Because bad theology, like bad science, is of no use to anyone.
I was, of course, responding to particularly bad piece of theology that suggested that a changing God is 'theologically incoherent'.
If by responding you mean actually addressing the argument, no.
How would you respond to what Aristotle says about this, or Maimonides, or Hinduism, or Descartes? You are just saying you don't like the philosophical conclusions of pretty much every major religion and the vast majority of philosophical systems. That is a big claim - where do you think those arguments are flawed?
Again I challenge a piece of illogic.
The premises was that one's experience of God may change - but such experience does not mean God changes.
No, that is a conclusion, not a premise.
First, you are raising two separate issues - one's experience of change and an assumption that God does not change and linking them in a way to question our experiences. In other words, are experience are, at best, unreliable. If our experiences are suspect how do we arrive at a position where we can make any statement at all?
There is no assumption that God cannot change, as I said above. It is a very well described philosophical conclusion. The question of why we seem to experience change, or other qualities that do not properly belong to God such as wrath, is attached to our changableness. God is like a fixed point, the center of the circle, and we move around him along the edge. As we move, our orientation with relation to the unmoving center point moves as well. Our experience is our perception of events - we perceive a change because our perspective with relation to the fixed point has changed, not the point itself.
It is the - if it smells like a fish, looks like a fish and tastes like a fish - it probably is a fish.
But for some reason our experience that God changes is 'incoherent' - only if you limit God.
What's a limit? Being less than fully actualized would be one. It is incoherent because it doesn't make any sense. God cannot change and also be what gives reality to all things - Plato explains this quite succinctly.
Second - the assumption that God does not change is just that - an assumption where any number of biblical texts will indicate that God changes.
As above, the conclusion of a piece of reasoning, as well as being indicated by other Biblical texts, not an assumption.
You assumption is God lives outside of spacetime - something which is debatable at best. Jesus certainly didn't.
Again, it has nothing to do with assuming anything. The underlying source and ground of a thing cannot itself be contained by that thing.
Then there is quantum gravity - which exists when the universe does not. Take away the chucks of rock and clouds of gas and you will still have something called spacetime operating.
Your two statements here are saying different things. It is possible conceptually I suppose that one could have an empty universe made up a space-time structure - I don't know if it would be possible mathematically. But that does not make that structure something that is apart from the universe, and it certainly doesn't make it somehow self-existent or necessarily eternal.

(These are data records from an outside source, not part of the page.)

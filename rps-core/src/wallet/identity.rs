use crate::error::{CoreError, Result};
use crate::prompt::Prompter;
use crate::wallet::{parse_signing_key, IdentityGateway};

use async_trait::async_trait;
use ethers::signers::{LocalWallet, Signer};
use ethers::types::Address;
use std::sync::Arc;
use tokio::sync::OnceCell;

/// Identity backed by a locally held signing key.
///
/// Authorization is asked once per process through the [`Prompter`]; the
/// authorized wallet, bound to the chain id, is then reused for every write.
pub struct WalletIdentity {
    wallet: Option<LocalWallet>,
    chain_id: u64,
    contract: Address,
    prompter: Arc<dyn Prompter>,
    authorized: OnceCell<LocalWallet>,
}

impl WalletIdentity {
    pub fn new(
        wallet: Option<LocalWallet>,
        chain_id: u64,
        contract: Address,
        prompter: Arc<dyn Prompter>,
    ) -> Self {
        Self {
            wallet,
            chain_id,
            contract,
            prompter,
            authorized: OnceCell::new(),
        }
    }

    pub fn from_private_key(
        private_key: Option<&str>,
        chain_id: u64,
        contract: Address,
        prompter: Arc<dyn Prompter>,
    ) -> Result<Self> {
        let wallet = private_key.map(parse_signing_key).transpose()?;
        Ok(Self::new(wallet, chain_id, contract, prompter))
    }

    pub fn is_authorized(&self) -> bool {
        self.authorized.initialized()
    }

    /// Signer for write operations. Goes through [`IdentityGateway::connect`],
    /// so it fails the same way when no key is present or the user declines.
    pub async fn authorized_signer(&self) -> Result<LocalWallet> {
        self.connect().await?;
        self.authorized
            .get()
            .cloned()
            .ok_or_else(|| CoreError::internal("Signer missing after authorization"))
    }
}

#[async_trait]
impl IdentityGateway for WalletIdentity {
    async fn connect(&self) -> Result<Address> {
        let wallet = self
            .authorized
            .get_or_try_init(|| async {
                let wallet = self.wallet.clone().ok_or(CoreError::WalletUnavailable)?;

                if !self.prompter.authorize(wallet.address(), self.contract).await? {
                    tracing::warn!("Authorization declined for {:?}", wallet.address());
                    return Err(CoreError::UserRejected);
                }

                tracing::info!(
                    "Authorized {:?} on chain {} for contract {:?}",
                    wallet.address(),
                    self.chain_id,
                    self.contract
                );
                Ok(wallet.with_chain_id(self.chain_id))
            })
            .await?;

        Ok(wallet.address())
    }
}

#[cfg(test)]
mod tests {
    use super::*;
    use crate::testing::ScriptedPrompter;

    const KEY: &str = "0xac0974bec39a17e36ba4a6b4d238ff944bacb478cbed5efcae784d7bf4f2ff80";
    const KEY_ADDRESS: &str = "0xf39fd6e51aad88f6f4ce6ab8827279cfffb92266";

    fn contract() -> Address {
        Address::repeat_byte(0xc0)
    }

    #[tokio::test]
    async fn test_connect_without_key_is_wallet_unavailable() {
        let prompter = Arc::new(ScriptedPrompter::new());
        let identity = WalletIdentity::from_private_key(None, 31337, contract(), prompter.clone())
            .unwrap();

        assert!(matches!(
            identity.connect().await,
            Err(CoreError::WalletUnavailable)
        ));
        assert_eq!(prompter.authorization_requests(), 0);
    }

    #[tokio::test]
    async fn test_connect_is_idempotent() {
        let prompter = Arc::new(ScriptedPrompter::new());
        let identity =
            WalletIdentity::from_private_key(Some(KEY), 31337, contract(), prompter.clone())
                .unwrap();

        let first = identity.connect().await.unwrap();
        let second = identity.connect().await.unwrap();

        assert_eq!(format!("{:?}", first), KEY_ADDRESS);
        assert_eq!(first, second);
        assert_eq!(prompter.authorization_requests(), 1);

        let signer = identity.authorized_signer().await.unwrap();
        assert_eq!(signer.chain_id(), 31337);
        assert_eq!(prompter.authorization_requests(), 1);
    }

    #[tokio::test]
    async fn test_declined_authorization_can_be_retried() {
        let prompter = Arc::new(ScriptedPrompter::new().declining_authorization());
        let identity =
            WalletIdentity::from_private_key(Some(KEY), 1, contract(), prompter.clone()).unwrap();

        assert!(matches!(identity.connect().await, Err(CoreError::UserRejected)));
        assert!(!identity.is_authorized());

        prompter.set_authorization(true);
        identity.connect().await.unwrap();
        assert!(identity.is_authorized());
        assert_eq!(prompter.authorization_requests(), 2);
    }

    #[test]
    fn test_bad_key_does_not_leak() {
        let prompter = Arc::new(ScriptedPrompter::new());
        let err = WalletIdentity::from_private_key(Some("0xdeadbeef"), 1, contract(), prompter)
            .err()
            .unwrap();
        assert!(!err.to_string().contains("deadbeef"));
    }
}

It sounds like you've been reading Hawking's rather ham-fisted philosophical attempts.
To suggest that physics has some final answer is a bold statement indeed given the activity going on at present in search for the Higgs bosun.
Bold given the Higgs bosun? Um, no. That has no theological or philosophical significance at all - it is an interesting bit of science. Just because idiotic journalists call something the god particle doesn't mean it actually has anything more to do with God than any other particle does.